**EXERCISE AIM**
In the entries below, identify every line with the string "broadcast" and copy it.

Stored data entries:
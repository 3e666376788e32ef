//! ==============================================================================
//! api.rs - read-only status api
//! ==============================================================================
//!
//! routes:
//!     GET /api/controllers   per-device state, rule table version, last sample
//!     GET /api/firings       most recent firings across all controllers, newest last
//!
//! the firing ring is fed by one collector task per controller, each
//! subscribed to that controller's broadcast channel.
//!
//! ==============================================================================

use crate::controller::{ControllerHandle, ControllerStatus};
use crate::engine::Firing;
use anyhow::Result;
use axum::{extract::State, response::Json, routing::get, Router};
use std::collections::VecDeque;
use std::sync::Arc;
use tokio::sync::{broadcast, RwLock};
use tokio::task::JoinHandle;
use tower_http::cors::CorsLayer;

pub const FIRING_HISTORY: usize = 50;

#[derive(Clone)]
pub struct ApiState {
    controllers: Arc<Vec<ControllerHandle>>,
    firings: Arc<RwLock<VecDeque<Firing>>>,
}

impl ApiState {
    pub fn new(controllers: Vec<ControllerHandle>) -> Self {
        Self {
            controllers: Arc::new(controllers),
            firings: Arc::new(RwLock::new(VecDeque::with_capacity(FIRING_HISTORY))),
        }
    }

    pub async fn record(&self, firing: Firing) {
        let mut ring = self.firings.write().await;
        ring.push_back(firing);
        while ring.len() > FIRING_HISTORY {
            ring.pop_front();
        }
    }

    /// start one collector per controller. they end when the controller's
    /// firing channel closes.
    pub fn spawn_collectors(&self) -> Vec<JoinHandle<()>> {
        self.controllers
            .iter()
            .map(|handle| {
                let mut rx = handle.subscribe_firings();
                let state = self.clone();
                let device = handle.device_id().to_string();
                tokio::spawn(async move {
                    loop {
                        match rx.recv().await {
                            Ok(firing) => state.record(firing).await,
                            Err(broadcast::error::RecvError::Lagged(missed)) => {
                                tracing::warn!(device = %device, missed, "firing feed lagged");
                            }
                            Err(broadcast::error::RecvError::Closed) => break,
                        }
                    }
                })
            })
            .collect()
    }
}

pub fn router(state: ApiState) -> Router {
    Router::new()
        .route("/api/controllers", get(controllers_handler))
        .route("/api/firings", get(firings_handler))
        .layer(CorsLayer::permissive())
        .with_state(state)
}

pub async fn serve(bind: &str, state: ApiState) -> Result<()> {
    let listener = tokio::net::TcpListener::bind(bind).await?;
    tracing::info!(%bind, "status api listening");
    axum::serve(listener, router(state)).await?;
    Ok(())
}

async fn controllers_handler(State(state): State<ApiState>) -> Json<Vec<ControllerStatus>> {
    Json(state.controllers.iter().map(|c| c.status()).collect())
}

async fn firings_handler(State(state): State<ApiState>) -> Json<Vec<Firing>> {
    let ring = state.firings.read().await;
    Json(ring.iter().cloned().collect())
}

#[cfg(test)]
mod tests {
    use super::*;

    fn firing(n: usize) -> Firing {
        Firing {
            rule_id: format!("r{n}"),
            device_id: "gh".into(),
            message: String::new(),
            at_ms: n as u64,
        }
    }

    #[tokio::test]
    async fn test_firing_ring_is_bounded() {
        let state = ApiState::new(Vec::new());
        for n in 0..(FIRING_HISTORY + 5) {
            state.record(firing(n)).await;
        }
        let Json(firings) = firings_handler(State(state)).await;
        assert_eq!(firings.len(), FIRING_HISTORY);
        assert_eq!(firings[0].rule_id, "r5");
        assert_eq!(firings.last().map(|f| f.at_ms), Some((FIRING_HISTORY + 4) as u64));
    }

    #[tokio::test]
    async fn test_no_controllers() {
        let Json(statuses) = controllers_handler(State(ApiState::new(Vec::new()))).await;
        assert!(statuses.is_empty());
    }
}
--
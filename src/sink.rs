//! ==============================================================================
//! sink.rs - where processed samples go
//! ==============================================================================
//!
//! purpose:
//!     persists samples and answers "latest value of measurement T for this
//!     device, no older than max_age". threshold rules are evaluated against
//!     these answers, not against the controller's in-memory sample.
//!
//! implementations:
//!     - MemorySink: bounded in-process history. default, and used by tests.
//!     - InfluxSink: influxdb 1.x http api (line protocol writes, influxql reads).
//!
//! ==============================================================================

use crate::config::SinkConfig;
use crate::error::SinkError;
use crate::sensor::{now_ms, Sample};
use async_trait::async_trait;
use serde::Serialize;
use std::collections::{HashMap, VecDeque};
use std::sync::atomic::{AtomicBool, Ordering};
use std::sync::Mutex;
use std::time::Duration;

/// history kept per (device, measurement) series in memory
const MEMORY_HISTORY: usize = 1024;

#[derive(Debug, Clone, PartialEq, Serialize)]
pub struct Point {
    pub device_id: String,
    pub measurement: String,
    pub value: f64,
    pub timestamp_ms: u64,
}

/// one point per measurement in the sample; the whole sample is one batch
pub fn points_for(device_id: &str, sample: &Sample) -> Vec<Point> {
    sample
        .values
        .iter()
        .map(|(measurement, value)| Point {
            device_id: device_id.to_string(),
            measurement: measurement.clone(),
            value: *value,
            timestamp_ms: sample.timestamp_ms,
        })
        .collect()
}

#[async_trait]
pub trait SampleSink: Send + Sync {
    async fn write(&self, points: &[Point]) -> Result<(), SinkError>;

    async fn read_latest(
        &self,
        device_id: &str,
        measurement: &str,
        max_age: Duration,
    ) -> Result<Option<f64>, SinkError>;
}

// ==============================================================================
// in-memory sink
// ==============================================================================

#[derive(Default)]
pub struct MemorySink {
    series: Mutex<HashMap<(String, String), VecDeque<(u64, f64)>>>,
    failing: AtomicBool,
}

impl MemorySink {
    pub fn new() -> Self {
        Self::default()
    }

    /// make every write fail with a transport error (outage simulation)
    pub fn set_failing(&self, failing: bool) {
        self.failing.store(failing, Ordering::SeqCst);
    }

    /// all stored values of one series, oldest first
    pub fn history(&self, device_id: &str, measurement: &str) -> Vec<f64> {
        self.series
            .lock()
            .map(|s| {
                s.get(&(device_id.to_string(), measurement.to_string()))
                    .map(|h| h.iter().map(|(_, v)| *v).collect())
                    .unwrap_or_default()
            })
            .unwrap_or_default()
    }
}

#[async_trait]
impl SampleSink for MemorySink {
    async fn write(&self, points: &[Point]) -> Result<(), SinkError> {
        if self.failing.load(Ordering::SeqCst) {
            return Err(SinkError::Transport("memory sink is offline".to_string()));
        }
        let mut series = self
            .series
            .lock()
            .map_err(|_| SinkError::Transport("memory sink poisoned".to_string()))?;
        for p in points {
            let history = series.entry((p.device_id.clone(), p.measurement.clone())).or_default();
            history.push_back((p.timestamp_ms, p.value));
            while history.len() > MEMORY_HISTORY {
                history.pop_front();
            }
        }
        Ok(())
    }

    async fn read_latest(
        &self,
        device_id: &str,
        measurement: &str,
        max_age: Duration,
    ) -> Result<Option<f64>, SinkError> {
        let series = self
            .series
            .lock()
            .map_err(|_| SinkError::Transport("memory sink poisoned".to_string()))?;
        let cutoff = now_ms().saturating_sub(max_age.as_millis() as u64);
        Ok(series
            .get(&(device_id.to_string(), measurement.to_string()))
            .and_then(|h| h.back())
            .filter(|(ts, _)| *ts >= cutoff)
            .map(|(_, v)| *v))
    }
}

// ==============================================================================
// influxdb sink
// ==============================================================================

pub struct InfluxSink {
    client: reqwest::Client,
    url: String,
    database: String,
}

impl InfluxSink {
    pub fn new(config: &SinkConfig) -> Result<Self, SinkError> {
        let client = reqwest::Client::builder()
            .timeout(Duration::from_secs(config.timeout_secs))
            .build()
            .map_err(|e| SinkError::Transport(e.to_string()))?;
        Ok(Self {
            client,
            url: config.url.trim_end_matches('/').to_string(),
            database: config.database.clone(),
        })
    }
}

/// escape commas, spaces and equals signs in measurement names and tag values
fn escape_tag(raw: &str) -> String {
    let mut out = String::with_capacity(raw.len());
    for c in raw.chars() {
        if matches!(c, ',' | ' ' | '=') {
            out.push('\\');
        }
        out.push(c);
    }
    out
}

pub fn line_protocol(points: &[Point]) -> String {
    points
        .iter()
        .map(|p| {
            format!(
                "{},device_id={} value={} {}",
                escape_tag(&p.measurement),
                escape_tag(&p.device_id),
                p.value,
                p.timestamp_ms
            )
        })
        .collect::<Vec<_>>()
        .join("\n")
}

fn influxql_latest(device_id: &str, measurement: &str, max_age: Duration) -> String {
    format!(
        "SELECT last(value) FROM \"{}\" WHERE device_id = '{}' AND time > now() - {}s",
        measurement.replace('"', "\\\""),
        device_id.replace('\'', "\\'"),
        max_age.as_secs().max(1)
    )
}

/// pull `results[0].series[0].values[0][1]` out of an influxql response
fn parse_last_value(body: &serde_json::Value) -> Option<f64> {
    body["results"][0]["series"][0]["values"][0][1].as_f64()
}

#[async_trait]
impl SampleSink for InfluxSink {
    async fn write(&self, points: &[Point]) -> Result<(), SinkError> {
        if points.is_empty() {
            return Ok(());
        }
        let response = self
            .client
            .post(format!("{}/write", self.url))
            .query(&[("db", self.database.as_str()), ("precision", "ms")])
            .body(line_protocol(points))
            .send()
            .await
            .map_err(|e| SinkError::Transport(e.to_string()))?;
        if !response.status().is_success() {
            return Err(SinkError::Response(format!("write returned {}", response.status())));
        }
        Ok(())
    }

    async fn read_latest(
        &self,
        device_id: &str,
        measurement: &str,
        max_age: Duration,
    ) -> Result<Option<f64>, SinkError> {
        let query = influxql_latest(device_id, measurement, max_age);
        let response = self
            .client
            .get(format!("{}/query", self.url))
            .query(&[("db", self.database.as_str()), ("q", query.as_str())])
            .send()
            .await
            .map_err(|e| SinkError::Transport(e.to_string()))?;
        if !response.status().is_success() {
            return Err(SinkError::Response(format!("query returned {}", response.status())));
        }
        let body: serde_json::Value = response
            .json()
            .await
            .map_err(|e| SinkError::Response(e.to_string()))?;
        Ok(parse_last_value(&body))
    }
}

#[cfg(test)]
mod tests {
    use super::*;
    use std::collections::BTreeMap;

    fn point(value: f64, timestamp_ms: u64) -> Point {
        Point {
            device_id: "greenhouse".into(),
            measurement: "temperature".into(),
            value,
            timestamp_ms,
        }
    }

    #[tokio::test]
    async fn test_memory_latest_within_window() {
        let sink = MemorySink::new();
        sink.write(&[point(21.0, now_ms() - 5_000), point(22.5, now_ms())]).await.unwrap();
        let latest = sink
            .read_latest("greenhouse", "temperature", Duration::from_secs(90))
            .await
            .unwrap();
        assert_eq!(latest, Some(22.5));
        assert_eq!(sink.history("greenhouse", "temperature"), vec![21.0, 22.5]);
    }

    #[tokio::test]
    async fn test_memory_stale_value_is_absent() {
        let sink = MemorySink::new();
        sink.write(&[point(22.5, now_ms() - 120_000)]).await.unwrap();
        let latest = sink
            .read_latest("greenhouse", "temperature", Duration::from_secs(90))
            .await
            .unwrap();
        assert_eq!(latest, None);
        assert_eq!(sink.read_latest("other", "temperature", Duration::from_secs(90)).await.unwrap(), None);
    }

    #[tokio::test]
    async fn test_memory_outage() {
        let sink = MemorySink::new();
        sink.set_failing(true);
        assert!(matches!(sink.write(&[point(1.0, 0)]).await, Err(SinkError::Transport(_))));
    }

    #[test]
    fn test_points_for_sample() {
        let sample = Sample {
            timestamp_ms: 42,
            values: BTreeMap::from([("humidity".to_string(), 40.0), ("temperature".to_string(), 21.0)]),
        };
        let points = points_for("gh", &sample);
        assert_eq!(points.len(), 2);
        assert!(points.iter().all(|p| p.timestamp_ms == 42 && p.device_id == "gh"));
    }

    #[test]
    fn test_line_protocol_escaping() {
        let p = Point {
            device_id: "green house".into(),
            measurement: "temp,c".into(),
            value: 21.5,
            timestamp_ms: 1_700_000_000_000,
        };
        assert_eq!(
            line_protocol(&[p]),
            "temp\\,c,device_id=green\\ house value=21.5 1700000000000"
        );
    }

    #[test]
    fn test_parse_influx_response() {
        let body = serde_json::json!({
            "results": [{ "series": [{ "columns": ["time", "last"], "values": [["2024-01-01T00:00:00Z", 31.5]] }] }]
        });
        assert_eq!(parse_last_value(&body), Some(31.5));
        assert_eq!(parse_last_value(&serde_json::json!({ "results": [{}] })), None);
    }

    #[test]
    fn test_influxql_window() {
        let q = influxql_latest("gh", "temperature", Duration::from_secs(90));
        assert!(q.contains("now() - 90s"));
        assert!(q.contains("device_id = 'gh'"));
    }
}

**COMPLETED TASK**
//! subscribed to that controller's broadcast channel.
use tokio::sync::{broadcast, RwLock};
                            Err(broadcast::error::RecvError::Lagged(missed)) => {
                            Err(broadcast::error::RecvError::Closed) => break,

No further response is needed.